Crise financière: Le Canada dans la tourmente


(Source: Radio-Canada) Même si la Banque du Canada estime que les institutions canadiennes sont en meilleure santé que celles des États-Unis, elle n'en croit pas moins que le pays n'est pas à l'abri des retombées de la crise.

 

 

Crise financière: Le Canada dans la tourmente

 

Le gouverneur de la Banque du Canada, Mark Carney, approuve le plan de sauvetage de 700 milliards de dollars de l'industrie financière américaine. Il croit même que d'autres pays pourraient imiter les Américains et mettre en place leur propre programme pour aider leurs institutions financières.

Il ajoute que les sociétés financières canadiennes sont en bien meilleure santé que leurs homologues étrangères, mais que le pays n'est pas pour autant à l'abri des retombées de la crise aux États-Unis.

Prenant la parole devant le Cercle canadien de Montréal, jeudi, il a dit qu'il craignait moins l'impact pour le secteur financier que pour les exportations, qui ne peuvent que souffrir du rétrécissementde la demande intérieure aux États-Unis.

Il estime que le ralentissement américain touche durement les exportations de bois d'oeuvre et de matériaux de construction, et fait très mal au secteur de l'automobile en Ontario.

À la lumière des derniers événements aux États-Unis, la Banque du Canada va d'ailleurs devoir réviser ses prévisions économiques pour les États-Unis et le Canada.

Un autre avis dans le même sens

L'économiste en chef de la Banque TD, Don Drummond, estime aussi que l'économie canadienne sera touchée par les secousses que subit le système financier américain.

Comme M. Carney, il ne croit pas que leurs effets seront aussi douloureux qu'au sud de la frontière. Des revenus à la hausse et un marché de l'emploi en santé devraient contribuer à protéger le Canada, mais ce ne sera quand même pas suffisant pour empêcher certains dommages, a-t-il estimé, jeudi.

M. Drummond ne croit pas que la crise économique ait encore atteint son pic, mais ça ne saurait tarder, selon lui. Il faudra peut-être alors, attendre un an, pense-t-il, avant une reprise économique au Canada.

Jean Charest se fait rassurant

Le premier ministre du Québec qui assistait au congrès des municipalités, jeudi, a tenu à rassurer la population en affirmant que les Québécois n'avaient pas à craindre une récession.

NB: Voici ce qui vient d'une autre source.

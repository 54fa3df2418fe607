//! Bounded storage strategies behind one `BoundedLog` interface.
//!
//! Stores do no locking. Concurrent use of one store must be serialized by
//! the caller (e.g. behind a `Mutex`).

pub mod deque;
pub mod ring;

use crate::config::Strategy;
use crate::entry::Entry;
use crate::error::ConfigError;
use crate::payload::Payload;
use crate::render::{self, IoSink, Line};
use chrono::{DateTime, Local};
use std::fmt;
use std::io;

pub use deque::DequeStore;
pub use ring::RingStore;

/// A log holding at most `capacity()` entries, oldest evicted first.
pub trait BoundedLog<P> {
    /// Log `payload` stamped with `timestamp`. Returns the entry evicted to
    /// make room, if the log was full.
    fn log_at(&mut self, timestamp: DateTime<Local>, payload: P) -> Option<Entry<P>>;

    /// Retained entries, oldest first.
    fn iter(&self) -> Box<dyn Iterator<Item = &Entry<P>> + '_>;

    fn len(&self) -> usize;

    fn capacity(&self) -> usize;

    /// Number of entries ever logged, including evicted ones.
    fn total_logged(&self) -> u64;

    /// Drop every entry. Capacity and the sequence counter are kept.
    fn clear(&mut self);

    /// Log `payload` stamped with the current local time.
    fn log(&mut self, payload: P) {
        self.log_at(Local::now(), payload);
    }

    fn is_empty(&self) -> bool {
        self.len() == 0
    }

    fn oldest(&self) -> Option<&Entry<P>> {
        self.iter().next()
    }

    fn newest(&self) -> Option<&Entry<P>> {
        self.iter().last()
    }

    /// Write the report into `sink`. A sink error is returned as-is and
    /// leaves the log untouched.
    fn render(&self, sink: &mut dyn fmt::Write) -> fmt::Result
    where
        P: Payload,
    {
        render::write_entries(sink, self.iter())
    }

    /// The whole report as a `String`. Fails only if a payload's own
    /// `render` fails; prefer this over `to_string()`, which panics then.
    fn render_to_string(&self) -> Result<String, fmt::Error>
    where
        P: Payload,
    {
        let mut out = String::new();
        self.render(&mut out)?;
        Ok(out)
    }

    /// Write the report into a byte sink.
    fn write_to(&self, sink: &mut dyn io::Write) -> io::Result<()>
    where
        P: Payload,
    {
        let mut adapter = IoSink::new(sink);
        match self.render(&mut adapter) {
            Ok(()) => Ok(()),
            Err(_) => Err(adapter
                .error
                .take()
                .unwrap_or_else(|| io::Error::new(io::ErrorKind::Other, "payload formatting failed"))),
        }
    }

    /// The report one line at a time.
    fn lines(&self) -> Box<dyn Iterator<Item = Line<'_, P>> + '_> {
        Box::new(self.iter().map(Line::new))
    }
}

// ── Strategy selection ───────────────────────────────────────────────

/// A log whose storage strategy is picked at runtime.
#[derive(Debug, Clone)]
pub enum EventLog<P> {
    Ring(RingStore<P>),
    Deque(DequeStore<P>),
}

impl<P> EventLog<P> {
    pub fn new(strategy: Strategy, capacity: usize) -> Result<Self, ConfigError> {
        match strategy {
            Strategy::Ring  => RingStore::new(capacity).map(EventLog::Ring),
            Strategy::Deque => DequeStore::new(capacity).map(EventLog::Deque),
        }
    }

    pub fn strategy(&self) -> Strategy {
        match self {
            EventLog::Ring(_)  => Strategy::Ring,
            EventLog::Deque(_) => Strategy::Deque,
        }
    }
}

impl<P> BoundedLog<P> for EventLog<P> {
    fn log_at(&mut self, timestamp: DateTime<Local>, payload: P) -> Option<Entry<P>> {
        match self {
            EventLog::Ring(s)  => s.log_at(timestamp, payload),
            EventLog::Deque(s) => s.log_at(timestamp, payload),
        }
    }

    fn iter(&self) -> Box<dyn Iterator<Item = &Entry<P>> + '_> {
        match self {
            EventLog::Ring(s)  => s.iter(),
            EventLog::Deque(s) => s.iter(),
        }
    }

    fn len(&self) -> usize {
        match self {
            EventLog::Ring(s)  => s.len(),
            EventLog::Deque(s) => s.len(),
        }
    }

    fn capacity(&self) -> usize {
        match self {
            EventLog::Ring(s)  => s.capacity(),
            EventLog::Deque(s) => s.capacity(),
        }
    }

    fn total_logged(&self) -> u64 {
        match self {
            EventLog::Ring(s)  => s.total_logged(),
            EventLog::Deque(s) => s.total_logged(),
        }
    }

    fn clear(&mut self) {
        match self {
            EventLog::Ring(s)  => s.clear(),
            EventLog::Deque(s) => s.clear(),
        }
    }

    fn newest(&self) -> Option<&Entry<P>> {
        match self {
            EventLog::Ring(s)  => s.newest(),
            EventLog::Deque(s) => s.newest(),
        }
    }
}

impl<P: Payload> fmt::Display for EventLog<P> {
    fn fmt(&self, f: &mut fmt::Formatter<'_>) -> fmt::Result {
        self.render(f)
    }
}

#[cfg(test)]
mod tests {
    use super::*;

    #[test]
    fn strategy_selects_store() {
        let ring: EventLog<String> = EventLog::new(Strategy::Ring, 8).unwrap();
        let deque: EventLog<String> = EventLog::new(Strategy::Deque, 6).unwrap();
        assert_eq!(ring.strategy(), Strategy::Ring);
        assert_eq!(deque.strategy(), Strategy::Deque);
        assert_eq!(deque.capacity(), 6);
    }

    #[test]
    fn ring_rejects_what_deque_accepts() {
        assert_eq!(
            EventLog::<String>::new(Strategy::Ring, 6).unwrap_err(),
            ConfigError::NotPowerOfTwo { capacity: 6 },
        );
        assert!(EventLog::<String>::new(Strategy::Deque, 6).is_ok());
    }

    #[test]
    fn write_to_reports_io_error() {
        struct Full;
        impl io::Write for Full {
            fn write(&mut self, _: &[u8]) -> io::Result<usize> {
                Err(io::Error::new(io::ErrorKind::WriteZero, "disk full"))
            }
            fn flush(&mut self) -> io::Result<()> { Ok(()) }
        }

        let mut log: EventLog<&str> = EventLog::new(Strategy::Deque, 2).unwrap();
        log.log("a");
        let err = log.write_to(&mut Full).unwrap_err();
        assert_eq!(err.kind(), io::ErrorKind::WriteZero);
        assert_eq!(log.len(), 1);
    }

    #[test]
    fn write_to_matches_string_report() {
        let mut log: EventLog<&str> = EventLog::new(Strategy::Ring, 2).unwrap();
        log.log("a");
        log.log("b");
        log.log("c");
        let mut bytes = Vec::new();
        log.write_to(&mut bytes).unwrap();
        assert_eq!(String::from_utf8(bytes).unwrap(), log.render_to_string().unwrap());
    }
}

Il affirme aussi que la crise américaine entraîne une diminution des exportations de produits québécois. Il donne comme exemple la diminution de l'exportation de bois à cause l'effondrement du marché immobilier américain, ainsi que la balance commerciale, touchée par la hausse du prix du pétrole.

M. Charest précise, par contre, que la situation québécoise ne se compare pas à celle des États-Unis. Il n'y a pas eu de prêts hypothécaires à haut risque et la valeur immobilière a continué d'augmenter.

Selon lui, les actions de son gouvernement expliquent cet impact modéré du ralentissement économique américain sur l'économie du Québec. Il cite la diminution des impôts de 1 milliard de dollars et le lancement d'un important programme d'infrastructures de 30 milliards de dollars sur 5 ans.